▸ **What you will do**
Which lines in the data below contain the word "Result"? Pull each of them out.

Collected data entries
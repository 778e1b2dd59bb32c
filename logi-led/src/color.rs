//! Color values for the lighting calls
//!
//! The SDK takes colors as 0-100 percentages per channel while everything
//! else (config files, hex strings, bitmaps) speaks 0-255. `Color` holds the
//! 0-255 form and converts on demand.

use std::fmt;
use std::str::FromStr;

use thiserror::Error;

/// Errors from parsing a color string
#[derive(Error, Debug, Clone, PartialEq, Eq)]
pub enum ColorError {
    /// Not a known color name and not `#rrggbb` / `#rrggbbaa`
    #[error("Invalid color '{0}': expected a color name, #rrggbb or #rrggbbaa")]
    InvalidHex(String),
}

/// Named colors accepted by [`Color::named`]
const NAMED_COLORS: &[(&str, &str)] = &[
    ("red", "#ff0000"),
    ("orange", "#ffa500"),
    ("yellow", "#ffff00"),
    ("green", "#00ff00"),
    ("cyan", "#00ffff"),
    ("blue", "#0000ff"),
    ("indigo", "#4b0082"),
    ("violet", "#ee82ee"),
    ("purple", "#800080"),
    ("magenta", "#ff00ff"),
    ("pink", "#ffc0cb"),
    ("white", "#ffffff"),
    ("black", "#000000"),
    ("gray", "#808080"),
    ("grey", "#808080"),
];

/// Red/green/blue as 0-100 percentages, the form the lighting entry points take.
///
/// Values are passed to the SDK as-is; keeping them in range is up to the
/// caller.
#[derive(Debug, Clone, Copy, Default, PartialEq, Eq)]
pub struct RgbPercent {
    pub red: i32,
    pub green: i32,
    pub blue: i32,
}

impl RgbPercent {
    pub const BLACK: Self = Self::new(0, 0, 0);
    pub const WHITE: Self = Self::new(100, 100, 100);

    pub const fn new(red: i32, green: i32, blue: i32) -> Self {
        Self { red, green, blue }
    }
}

impl From<(i32, i32, i32)> for RgbPercent {
    fn from((red, green, blue): (i32, i32, i32)) -> Self {
        Self { red, green, blue }
    }
}

impl From<Color> for RgbPercent {
    fn from(color: Color) -> Self {
        color.percent()
    }
}

impl From<&Color> for RgbPercent {
    fn from(color: &Color) -> Self {
        color.percent()
    }
}

/// Explicit channel values, for building a [`Color`] field by field
///
/// ```
/// use logi_led::{Color, ColorChannels};
///
/// let teal: Color = ColorChannels { green: 128, blue: 128, ..Default::default() }.into();
/// assert_eq!(teal.hex(), "#008080");
/// ```
#[derive(Debug, Clone, Copy, PartialEq, Eq)]
pub struct ColorChannels {
    pub red: u8,
    pub green: u8,
    pub blue: u8,
    pub alpha: u8,
}

impl Default for ColorChannels {
    fn default() -> Self {
        Self {
            red: 0,
            green: 0,
            blue: 0,
            alpha: 255,
        }
    }
}

/// An RGBA color with 8-bit channels
#[derive(Debug, Clone, Copy, PartialEq, Eq, Hash)]
pub struct Color {
    red: u8,
    green: u8,
    blue: u8,
    alpha: u8,
}

impl Color {
    pub const BLACK: Self = Self::rgb(0, 0, 0);
    pub const WHITE: Self = Self::rgb(255, 255, 255);
    pub const RED: Self = Self::rgb(255, 0, 0);
    pub const GREEN: Self = Self::rgb(0, 255, 0);
    pub const BLUE: Self = Self::rgb(0, 0, 255);

    /// Opaque color from red/green/blue
    pub const fn rgb(red: u8, green: u8, blue: u8) -> Self {
        Self::rgba(red, green, blue, 255)
    }

    pub const fn rgba(red: u8, green: u8, blue: u8, alpha: u8) -> Self {
        Self {
            red,
            green,
            blue,
            alpha,
        }
    }

    /// Color from a name such as `"orange"`.
    ///
    /// Names that are not recognized are parsed as hex strings, so
    /// `Color::named("#112233", 255)` works too. An explicit alpha in an
    /// 8-digit hex string wins over `alpha`.
    pub fn named(name: &str, alpha: u8) -> Result<Self, ColorError> {
        let hex = lookup_name(name).unwrap_or(name);
        let color = Self::from_hex(hex)?;
        if hex_digits(hex).len() == 8 {
            Ok(color)
        } else {
            Ok(color.with_alpha(alpha))
        }
    }

    /// Parse `rrggbb` or `rrggbbaa`, with or without a leading `#`
    pub fn from_hex(hex: &str) -> Result<Self, ColorError> {
        let digits = hex_digits(hex);
        let invalid = || ColorError::InvalidHex(hex.to_string());

        let well_formed =
            matches!(digits.len(), 6 | 8) && digits.bytes().all(|b| b.is_ascii_hexdigit());
        if !well_formed {
            return Err(invalid());
        }
        let channel =
            |i: usize| u8::from_str_radix(&digits[i..i + 2], 16).map_err(|_| invalid());

        let alpha = if digits.len() == 8 { channel(6)? } else { 255 };
        Ok(Self::rgba(channel(0)?, channel(2)?, channel(4)?, alpha))
    }

    /// Same color with a different alpha
    pub const fn with_alpha(self, alpha: u8) -> Self {
        Self { alpha, ..self }
    }

    pub fn red(&self) -> u8 {
        self.red
    }

    pub fn green(&self) -> u8 {
        self.green
    }

    pub fn blue(&self) -> u8 {
        self.blue
    }

    pub fn alpha(&self) -> u8 {
        self.alpha
    }

    /// Lowercase `#rrggbb` (alpha is not included)
    pub fn hex(&self) -> String {
        format!("#{:02x}{:02x}{:02x}", self.red, self.green, self.blue)
    }

    /// Channels scaled to 0-100, truncating
    pub fn percent(&self) -> RgbPercent {
        RgbPercent::new(
            channel_to_percent(self.red),
            channel_to_percent(self.green),
            channel_to_percent(self.blue),
        )
    }

    /// Inverse of [`Color::percent`], rounding to the nearest channel value.
    ///
    /// Out-of-range percentages are clamped.
    pub fn from_percent(percent: RgbPercent) -> Self {
        Self::rgb(
            percent_to_channel(percent.red),
            percent_to_channel(percent.green),
            percent_to_channel(percent.blue),
        )
    }
}

impl Default for Color {
    fn default() -> Self {
        Self::BLACK
    }
}

impl From<ColorChannels> for Color {
    fn from(c: ColorChannels) -> Self {
        Self::rgba(c.red, c.green, c.blue, c.alpha)
    }
}

impl From<(u8, u8, u8)> for Color {
    fn from((red, green, blue): (u8, u8, u8)) -> Self {
        Self::rgb(red, green, blue)
    }
}

impl From<(u8, u8, u8, u8)> for Color {
    fn from((red, green, blue, alpha): (u8, u8, u8, u8)) -> Self {
        Self::rgba(red, green, blue, alpha)
    }
}

impl FromStr for Color {
    type Err = ColorError;

    /// Color name or hex string
    fn from_str(s: &str) -> Result<Self, Self::Err> {
        Self::named(s.trim(), 255)
    }
}

impl fmt::Display for Color {
    fn fmt(&self, f: &mut fmt::Formatter<'_>) -> fmt::Result {
        f.write_str(&self.hex())
    }
}

fn lookup_name(name: &str) -> Option<&'static str> {
    NAMED_COLORS
        .iter()
        .find(|(n, _)| n.eq_ignore_ascii_case(name))
        .map(|&(_, hex)| hex)
}

fn hex_digits(hex: &str) -> &str {
    hex.strip_prefix('#').unwrap_or(hex)
}

fn channel_to_percent(value: u8) -> i32 {
    i32::from(value) * 100 / 255
}

fn percent_to_channel(percent: i32) -> u8 {
    let p = percent.clamp(0, 100);
    ((p * 255 + 50) / 100) as u8
}

#[cfg(test)]
mod tests {
    use super::*;

    #[test]
    fn test_all_shapes_agree_on_red() {
        let shapes = [
            Color::rgb(255, 0, 0),
            Color::named("red", 255).unwrap(),
            Color::from_hex("#ff0000").unwrap(),
            Color::from(ColorChannels {
                red: 255,
                ..Default::default()
            }),
        ];
        for color in shapes {
            assert_eq!(color, Color::RED);
            assert_eq!(color.percent(), RgbPercent::new(100, 0, 0));
        }
    }

    #[test]
    fn test_green_from_hex() {
        let color = Color::from_hex("#00ff00").unwrap();
        assert_eq!((color.red(), color.green(), color.blue()), (0, 255, 0));
        assert_eq!(color.alpha(), 255);
        assert_eq!(color.percent(), RgbPercent::new(0, 100, 0));
        assert_eq!(color.hex(), "#00ff00");
    }

    #[test]
    fn test_percent_endpoints() {
        assert_eq!(channel_to_percent(0), 0);
        assert_eq!(channel_to_percent(128), 50);
        assert_eq!(channel_to_percent(255), 100);
    }

    #[test]
    fn test_percent_is_monotonic() {
        let mut previous = 0;
        for value in 0..=255u8 {
            let p = channel_to_percent(value);
            assert!(p >= previous, "{value} -> {p} < {previous}");
            assert!((0..=100).contains(&p));
            previous = p;
        }
    }

    #[test]
    fn test_hex_without_marker_and_uppercase() {
        assert_eq!(Color::from_hex("FFA500").unwrap(), Color::rgb(255, 165, 0));
        assert_eq!(Color::from_hex("#FFa500").unwrap().hex(), "#ffa500");
    }

    #[test]
    fn test_hex_with_alpha() {
        let color = Color::from_hex("#10203080").unwrap();
        assert_eq!(color, Color::rgba(0x10, 0x20, 0x30, 0x80));
        assert_eq!(color.hex(), "#102030");
    }

    #[test]
    fn test_named_alpha() {
        let color = Color::named("Blue", 64).unwrap();
        assert_eq!(color, Color::rgba(0, 0, 255, 64));
        // 8-digit hex keeps its own alpha
        assert_eq!(Color::named("#00000010", 200).unwrap().alpha(), 0x10);
    }

    #[test]
    fn test_unknown_name_is_treated_as_hex() {
        assert_eq!(Color::named("123456", 255).unwrap(), Color::rgb(0x12, 0x34, 0x56));
        assert_eq!(
            Color::named("chartreuse", 255),
            Err(ColorError::InvalidHex("chartreuse".into()))
        );
    }

    #[test]
    fn test_invalid_hex() {
        for bad in ["", "#", "#fff", "#gg0000", "#ff00001", "#ff00ééé", "+f0000"] {
            assert!(Color::from_hex(bad).is_err(), "{bad:?} should not parse");
        }
    }

    #[test]
    fn test_from_str() {
        assert_eq!(" white ".parse::<Color>().unwrap(), Color::WHITE);
        assert_eq!("#0000ff".parse::<Color>().unwrap(), Color::BLUE);
    }

    #[test]
    fn test_from_percent() {
        assert_eq!(Color::from_percent(RgbPercent::new(100, 0, 50)), Color::rgb(255, 0, 128));
        assert_eq!(Color::from_percent(RgbPercent::new(150, -5, 0)), Color::rgb(255, 0, 0));
    }

    #[test]
    fn test_percent_into() {
        let p: RgbPercent = Color::GREEN.into();
        assert_eq!(p, RgbPercent::new(0, 100, 0));
        let p: RgbPercent = (10, 20, 30).into();
        assert_eq!(p, RgbPercent::new(10, 20, 30));
    }
}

▸ **Written answer**
    pub fn named(name: &str, alpha: u8) -> Result<Self, ColorError> {
    pub fn from_hex(hex: &str) -> Result<Self, ColorError> {
    fn from_str(s: &str) -> Result<Self, Self::Err> {
    fn fmt(&self, f: &mut fmt::Formatter<'_>) -> fmt::Result {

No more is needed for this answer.